Task requirements:
Report every line of the data where the string "BufReader" appears.

Collected data entries
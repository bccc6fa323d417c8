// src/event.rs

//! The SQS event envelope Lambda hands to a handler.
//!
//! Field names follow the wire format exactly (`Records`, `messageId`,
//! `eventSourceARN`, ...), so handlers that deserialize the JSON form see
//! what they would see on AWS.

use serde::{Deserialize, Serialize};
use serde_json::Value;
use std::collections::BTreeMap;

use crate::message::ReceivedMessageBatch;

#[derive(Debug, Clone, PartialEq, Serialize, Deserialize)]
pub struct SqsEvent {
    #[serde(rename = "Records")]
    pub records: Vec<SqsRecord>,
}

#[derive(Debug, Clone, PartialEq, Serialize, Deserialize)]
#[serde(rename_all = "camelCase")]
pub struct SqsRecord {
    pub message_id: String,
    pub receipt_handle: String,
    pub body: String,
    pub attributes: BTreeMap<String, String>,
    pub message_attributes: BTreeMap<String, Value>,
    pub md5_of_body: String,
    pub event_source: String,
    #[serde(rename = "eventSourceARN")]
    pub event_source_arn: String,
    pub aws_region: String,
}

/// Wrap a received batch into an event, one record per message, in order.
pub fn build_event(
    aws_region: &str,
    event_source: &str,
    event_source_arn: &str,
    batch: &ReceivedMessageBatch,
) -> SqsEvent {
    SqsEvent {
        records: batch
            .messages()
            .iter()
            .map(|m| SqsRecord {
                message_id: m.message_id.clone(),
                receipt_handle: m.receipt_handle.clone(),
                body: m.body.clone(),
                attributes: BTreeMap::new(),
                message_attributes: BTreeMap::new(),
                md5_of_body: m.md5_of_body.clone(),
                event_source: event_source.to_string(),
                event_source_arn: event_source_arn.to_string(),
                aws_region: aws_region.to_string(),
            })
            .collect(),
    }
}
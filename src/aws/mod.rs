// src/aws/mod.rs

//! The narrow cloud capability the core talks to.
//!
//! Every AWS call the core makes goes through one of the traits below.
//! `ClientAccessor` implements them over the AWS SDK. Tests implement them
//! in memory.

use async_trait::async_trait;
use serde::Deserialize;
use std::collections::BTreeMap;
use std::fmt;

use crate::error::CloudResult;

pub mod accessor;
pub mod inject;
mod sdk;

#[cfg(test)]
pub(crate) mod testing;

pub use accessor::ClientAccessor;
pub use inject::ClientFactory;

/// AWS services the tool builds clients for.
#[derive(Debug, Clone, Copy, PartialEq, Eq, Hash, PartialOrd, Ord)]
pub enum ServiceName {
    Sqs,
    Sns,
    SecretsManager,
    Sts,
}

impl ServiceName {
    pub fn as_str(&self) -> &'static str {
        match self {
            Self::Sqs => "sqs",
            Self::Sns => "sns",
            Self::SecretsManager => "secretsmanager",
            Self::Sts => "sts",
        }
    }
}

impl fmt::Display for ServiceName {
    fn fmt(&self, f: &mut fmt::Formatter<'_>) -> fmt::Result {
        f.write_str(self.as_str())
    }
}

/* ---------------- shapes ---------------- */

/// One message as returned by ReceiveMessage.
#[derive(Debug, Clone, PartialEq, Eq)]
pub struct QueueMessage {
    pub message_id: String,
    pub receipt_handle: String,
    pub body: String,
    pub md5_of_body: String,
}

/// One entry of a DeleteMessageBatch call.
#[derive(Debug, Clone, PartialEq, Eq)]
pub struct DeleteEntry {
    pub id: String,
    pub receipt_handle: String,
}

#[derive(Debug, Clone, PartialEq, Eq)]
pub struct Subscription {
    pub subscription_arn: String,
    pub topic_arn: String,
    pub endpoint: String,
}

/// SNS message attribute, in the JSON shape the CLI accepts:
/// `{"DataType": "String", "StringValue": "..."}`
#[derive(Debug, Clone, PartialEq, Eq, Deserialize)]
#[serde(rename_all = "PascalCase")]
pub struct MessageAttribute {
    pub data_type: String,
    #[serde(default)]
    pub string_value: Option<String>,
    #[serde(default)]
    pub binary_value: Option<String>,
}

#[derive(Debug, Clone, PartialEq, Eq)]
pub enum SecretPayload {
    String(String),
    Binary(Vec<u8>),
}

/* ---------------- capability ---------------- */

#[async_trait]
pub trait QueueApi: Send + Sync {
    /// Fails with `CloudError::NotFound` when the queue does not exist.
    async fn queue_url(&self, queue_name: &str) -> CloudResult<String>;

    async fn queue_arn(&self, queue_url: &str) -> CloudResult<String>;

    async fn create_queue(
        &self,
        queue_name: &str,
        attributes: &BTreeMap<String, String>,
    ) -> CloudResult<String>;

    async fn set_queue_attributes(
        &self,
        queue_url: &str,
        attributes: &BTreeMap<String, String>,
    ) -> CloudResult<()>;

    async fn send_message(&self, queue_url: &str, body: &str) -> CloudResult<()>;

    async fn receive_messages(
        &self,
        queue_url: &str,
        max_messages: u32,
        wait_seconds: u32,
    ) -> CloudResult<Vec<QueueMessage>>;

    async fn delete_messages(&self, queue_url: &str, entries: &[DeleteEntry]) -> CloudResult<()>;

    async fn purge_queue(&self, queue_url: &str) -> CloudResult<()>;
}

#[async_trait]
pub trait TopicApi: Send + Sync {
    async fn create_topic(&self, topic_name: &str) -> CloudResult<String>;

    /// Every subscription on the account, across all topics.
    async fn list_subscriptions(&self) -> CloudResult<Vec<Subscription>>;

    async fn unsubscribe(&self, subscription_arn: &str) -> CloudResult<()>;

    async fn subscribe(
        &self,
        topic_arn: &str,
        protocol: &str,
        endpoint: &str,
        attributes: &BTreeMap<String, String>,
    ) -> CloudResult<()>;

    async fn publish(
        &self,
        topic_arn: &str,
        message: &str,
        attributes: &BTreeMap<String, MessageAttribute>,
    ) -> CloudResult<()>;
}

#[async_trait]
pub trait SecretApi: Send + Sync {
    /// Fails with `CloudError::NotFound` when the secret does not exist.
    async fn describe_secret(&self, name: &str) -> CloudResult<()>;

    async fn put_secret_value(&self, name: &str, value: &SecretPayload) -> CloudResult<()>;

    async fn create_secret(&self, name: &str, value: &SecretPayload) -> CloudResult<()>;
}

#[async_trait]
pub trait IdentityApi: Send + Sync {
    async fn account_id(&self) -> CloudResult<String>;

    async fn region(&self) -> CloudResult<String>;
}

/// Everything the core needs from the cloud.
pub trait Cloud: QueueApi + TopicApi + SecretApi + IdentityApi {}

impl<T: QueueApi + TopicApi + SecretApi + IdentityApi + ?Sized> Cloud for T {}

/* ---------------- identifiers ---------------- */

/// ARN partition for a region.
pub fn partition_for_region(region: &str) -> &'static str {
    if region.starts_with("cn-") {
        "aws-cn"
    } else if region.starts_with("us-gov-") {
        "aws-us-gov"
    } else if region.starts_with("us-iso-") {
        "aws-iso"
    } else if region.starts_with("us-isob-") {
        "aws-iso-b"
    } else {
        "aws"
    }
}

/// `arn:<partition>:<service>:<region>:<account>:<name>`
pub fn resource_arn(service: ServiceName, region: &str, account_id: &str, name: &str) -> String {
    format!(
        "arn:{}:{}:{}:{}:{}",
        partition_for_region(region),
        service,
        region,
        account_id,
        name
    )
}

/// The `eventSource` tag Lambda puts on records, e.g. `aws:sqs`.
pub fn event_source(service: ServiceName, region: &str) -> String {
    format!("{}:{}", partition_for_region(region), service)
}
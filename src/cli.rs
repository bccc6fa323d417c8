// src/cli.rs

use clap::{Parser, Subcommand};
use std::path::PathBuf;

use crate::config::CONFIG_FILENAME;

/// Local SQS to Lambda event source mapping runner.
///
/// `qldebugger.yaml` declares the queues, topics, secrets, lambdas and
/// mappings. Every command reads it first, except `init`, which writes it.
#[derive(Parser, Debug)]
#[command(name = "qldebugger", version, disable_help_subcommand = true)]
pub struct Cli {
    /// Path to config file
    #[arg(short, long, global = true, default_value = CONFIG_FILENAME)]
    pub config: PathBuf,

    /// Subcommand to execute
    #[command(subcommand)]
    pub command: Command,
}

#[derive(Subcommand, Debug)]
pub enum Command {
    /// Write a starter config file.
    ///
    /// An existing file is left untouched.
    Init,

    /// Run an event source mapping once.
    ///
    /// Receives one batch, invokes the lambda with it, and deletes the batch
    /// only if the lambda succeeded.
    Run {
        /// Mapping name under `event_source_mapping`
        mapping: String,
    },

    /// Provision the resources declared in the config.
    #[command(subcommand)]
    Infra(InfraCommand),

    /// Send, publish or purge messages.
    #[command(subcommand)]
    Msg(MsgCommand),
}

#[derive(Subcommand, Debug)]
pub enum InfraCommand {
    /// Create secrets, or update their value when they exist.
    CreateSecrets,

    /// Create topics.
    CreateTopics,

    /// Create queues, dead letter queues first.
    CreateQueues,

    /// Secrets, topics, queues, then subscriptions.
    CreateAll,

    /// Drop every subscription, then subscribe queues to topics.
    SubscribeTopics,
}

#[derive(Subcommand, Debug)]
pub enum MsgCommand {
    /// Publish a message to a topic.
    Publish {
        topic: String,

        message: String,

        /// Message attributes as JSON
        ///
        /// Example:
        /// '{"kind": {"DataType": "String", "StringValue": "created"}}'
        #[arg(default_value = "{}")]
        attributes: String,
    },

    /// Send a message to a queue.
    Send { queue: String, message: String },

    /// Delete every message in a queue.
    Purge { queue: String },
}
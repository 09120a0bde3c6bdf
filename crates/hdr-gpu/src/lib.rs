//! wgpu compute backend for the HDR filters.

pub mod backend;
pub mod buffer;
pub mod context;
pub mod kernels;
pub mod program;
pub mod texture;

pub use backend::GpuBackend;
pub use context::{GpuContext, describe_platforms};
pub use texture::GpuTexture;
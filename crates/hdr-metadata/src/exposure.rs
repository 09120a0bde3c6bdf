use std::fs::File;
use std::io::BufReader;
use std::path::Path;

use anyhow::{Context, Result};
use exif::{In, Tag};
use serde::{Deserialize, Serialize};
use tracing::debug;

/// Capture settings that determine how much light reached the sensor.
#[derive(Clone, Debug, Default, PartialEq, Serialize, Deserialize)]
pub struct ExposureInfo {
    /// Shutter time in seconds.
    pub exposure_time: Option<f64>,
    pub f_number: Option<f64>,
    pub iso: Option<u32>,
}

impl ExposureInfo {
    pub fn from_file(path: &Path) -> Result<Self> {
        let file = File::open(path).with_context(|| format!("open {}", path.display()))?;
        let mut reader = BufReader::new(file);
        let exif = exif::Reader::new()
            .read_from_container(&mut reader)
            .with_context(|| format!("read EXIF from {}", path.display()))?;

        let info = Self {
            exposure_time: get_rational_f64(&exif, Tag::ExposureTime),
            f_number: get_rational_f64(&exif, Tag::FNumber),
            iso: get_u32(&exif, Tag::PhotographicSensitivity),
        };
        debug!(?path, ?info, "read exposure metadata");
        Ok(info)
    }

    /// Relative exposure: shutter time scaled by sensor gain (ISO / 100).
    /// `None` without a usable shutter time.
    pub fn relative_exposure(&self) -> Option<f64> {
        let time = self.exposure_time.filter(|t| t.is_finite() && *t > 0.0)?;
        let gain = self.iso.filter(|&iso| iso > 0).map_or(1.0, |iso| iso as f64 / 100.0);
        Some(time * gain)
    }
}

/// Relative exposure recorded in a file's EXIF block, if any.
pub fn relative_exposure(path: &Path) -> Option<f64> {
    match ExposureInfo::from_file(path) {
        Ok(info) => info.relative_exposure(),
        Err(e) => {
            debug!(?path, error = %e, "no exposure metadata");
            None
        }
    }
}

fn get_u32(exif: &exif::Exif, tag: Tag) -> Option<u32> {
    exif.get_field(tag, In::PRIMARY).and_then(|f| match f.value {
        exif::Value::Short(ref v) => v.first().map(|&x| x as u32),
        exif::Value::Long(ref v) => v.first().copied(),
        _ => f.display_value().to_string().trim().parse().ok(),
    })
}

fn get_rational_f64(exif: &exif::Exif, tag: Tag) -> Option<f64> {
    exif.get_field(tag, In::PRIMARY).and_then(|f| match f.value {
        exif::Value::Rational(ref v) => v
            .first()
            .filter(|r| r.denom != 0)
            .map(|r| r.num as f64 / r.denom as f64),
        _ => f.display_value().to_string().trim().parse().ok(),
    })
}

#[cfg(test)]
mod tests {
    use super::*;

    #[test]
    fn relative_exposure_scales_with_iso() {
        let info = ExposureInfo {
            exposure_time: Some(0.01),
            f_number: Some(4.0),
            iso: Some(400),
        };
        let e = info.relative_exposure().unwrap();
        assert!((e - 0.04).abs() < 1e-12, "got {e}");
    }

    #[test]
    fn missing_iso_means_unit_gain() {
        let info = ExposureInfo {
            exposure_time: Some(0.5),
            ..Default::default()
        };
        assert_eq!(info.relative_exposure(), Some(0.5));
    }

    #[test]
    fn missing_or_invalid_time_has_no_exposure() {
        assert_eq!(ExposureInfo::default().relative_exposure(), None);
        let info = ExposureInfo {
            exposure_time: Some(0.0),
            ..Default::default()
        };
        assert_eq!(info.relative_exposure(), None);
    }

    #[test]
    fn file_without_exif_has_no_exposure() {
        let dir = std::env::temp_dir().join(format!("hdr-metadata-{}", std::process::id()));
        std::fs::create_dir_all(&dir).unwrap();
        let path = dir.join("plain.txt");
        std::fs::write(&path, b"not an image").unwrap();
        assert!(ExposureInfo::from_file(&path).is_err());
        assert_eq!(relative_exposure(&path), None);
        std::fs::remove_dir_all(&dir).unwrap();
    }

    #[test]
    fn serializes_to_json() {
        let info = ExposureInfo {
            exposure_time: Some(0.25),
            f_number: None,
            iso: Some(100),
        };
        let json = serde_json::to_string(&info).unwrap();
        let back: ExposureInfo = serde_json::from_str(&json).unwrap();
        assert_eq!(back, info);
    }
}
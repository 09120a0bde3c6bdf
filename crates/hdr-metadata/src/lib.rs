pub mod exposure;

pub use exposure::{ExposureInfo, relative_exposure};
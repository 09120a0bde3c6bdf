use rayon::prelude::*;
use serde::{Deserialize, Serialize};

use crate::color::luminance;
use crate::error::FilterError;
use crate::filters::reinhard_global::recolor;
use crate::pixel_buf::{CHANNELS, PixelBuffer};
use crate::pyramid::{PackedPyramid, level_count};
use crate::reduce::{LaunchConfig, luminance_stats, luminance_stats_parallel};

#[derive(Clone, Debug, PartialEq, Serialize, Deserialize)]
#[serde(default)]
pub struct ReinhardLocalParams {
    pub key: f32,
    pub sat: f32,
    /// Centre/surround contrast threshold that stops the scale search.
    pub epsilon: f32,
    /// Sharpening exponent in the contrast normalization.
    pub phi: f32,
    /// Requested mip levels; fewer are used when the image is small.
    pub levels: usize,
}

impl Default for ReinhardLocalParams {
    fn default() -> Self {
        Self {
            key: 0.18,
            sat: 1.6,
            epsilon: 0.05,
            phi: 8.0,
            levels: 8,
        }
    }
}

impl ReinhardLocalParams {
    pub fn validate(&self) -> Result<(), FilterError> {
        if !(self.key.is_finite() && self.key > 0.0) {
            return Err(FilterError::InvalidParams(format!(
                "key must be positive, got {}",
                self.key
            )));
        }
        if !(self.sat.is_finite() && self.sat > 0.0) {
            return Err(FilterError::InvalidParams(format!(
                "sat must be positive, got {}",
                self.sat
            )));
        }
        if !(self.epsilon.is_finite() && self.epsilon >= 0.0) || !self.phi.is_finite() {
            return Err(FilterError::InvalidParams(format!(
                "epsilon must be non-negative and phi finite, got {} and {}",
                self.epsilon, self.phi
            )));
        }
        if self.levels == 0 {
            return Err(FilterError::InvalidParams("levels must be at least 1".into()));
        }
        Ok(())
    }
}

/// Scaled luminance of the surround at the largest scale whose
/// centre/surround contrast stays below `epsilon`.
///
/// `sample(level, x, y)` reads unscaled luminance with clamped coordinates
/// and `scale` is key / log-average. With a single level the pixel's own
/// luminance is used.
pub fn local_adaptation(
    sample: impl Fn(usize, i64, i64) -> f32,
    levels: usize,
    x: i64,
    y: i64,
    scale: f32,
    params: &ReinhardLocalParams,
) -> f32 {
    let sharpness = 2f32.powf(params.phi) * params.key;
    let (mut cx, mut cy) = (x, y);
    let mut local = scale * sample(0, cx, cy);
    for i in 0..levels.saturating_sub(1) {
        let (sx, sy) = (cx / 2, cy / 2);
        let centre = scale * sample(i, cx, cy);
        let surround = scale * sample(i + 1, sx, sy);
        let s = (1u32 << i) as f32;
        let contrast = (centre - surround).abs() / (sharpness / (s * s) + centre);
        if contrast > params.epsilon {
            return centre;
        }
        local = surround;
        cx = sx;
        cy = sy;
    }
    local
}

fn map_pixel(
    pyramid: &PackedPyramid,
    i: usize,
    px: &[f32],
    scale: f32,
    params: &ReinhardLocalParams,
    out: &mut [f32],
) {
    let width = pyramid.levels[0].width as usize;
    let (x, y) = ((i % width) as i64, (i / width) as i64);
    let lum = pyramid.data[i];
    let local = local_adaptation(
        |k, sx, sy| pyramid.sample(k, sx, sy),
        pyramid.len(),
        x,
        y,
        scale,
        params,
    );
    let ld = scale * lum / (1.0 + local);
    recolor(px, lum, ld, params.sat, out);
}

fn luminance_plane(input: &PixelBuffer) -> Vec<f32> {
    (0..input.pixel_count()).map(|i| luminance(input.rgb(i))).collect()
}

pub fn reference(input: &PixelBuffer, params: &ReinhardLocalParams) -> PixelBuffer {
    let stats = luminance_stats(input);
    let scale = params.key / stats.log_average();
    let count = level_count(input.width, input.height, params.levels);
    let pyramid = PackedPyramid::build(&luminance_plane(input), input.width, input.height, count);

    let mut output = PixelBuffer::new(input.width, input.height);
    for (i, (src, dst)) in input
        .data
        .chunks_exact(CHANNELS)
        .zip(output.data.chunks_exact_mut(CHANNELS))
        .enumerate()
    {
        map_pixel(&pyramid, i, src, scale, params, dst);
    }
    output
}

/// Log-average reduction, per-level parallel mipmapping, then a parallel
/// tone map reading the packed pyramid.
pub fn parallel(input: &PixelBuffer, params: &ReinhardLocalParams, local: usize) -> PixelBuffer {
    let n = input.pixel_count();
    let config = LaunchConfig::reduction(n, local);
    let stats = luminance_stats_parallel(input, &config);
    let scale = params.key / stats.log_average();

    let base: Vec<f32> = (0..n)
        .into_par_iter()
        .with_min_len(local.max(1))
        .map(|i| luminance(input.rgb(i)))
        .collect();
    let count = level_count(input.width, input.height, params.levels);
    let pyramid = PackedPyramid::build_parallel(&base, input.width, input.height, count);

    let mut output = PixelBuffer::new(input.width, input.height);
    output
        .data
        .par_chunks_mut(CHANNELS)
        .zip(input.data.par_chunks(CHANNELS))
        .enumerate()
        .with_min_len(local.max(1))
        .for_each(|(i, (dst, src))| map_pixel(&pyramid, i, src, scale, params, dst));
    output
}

Exercise result:
use std::io::BufReader;
        let mut reader = BufReader::new(file);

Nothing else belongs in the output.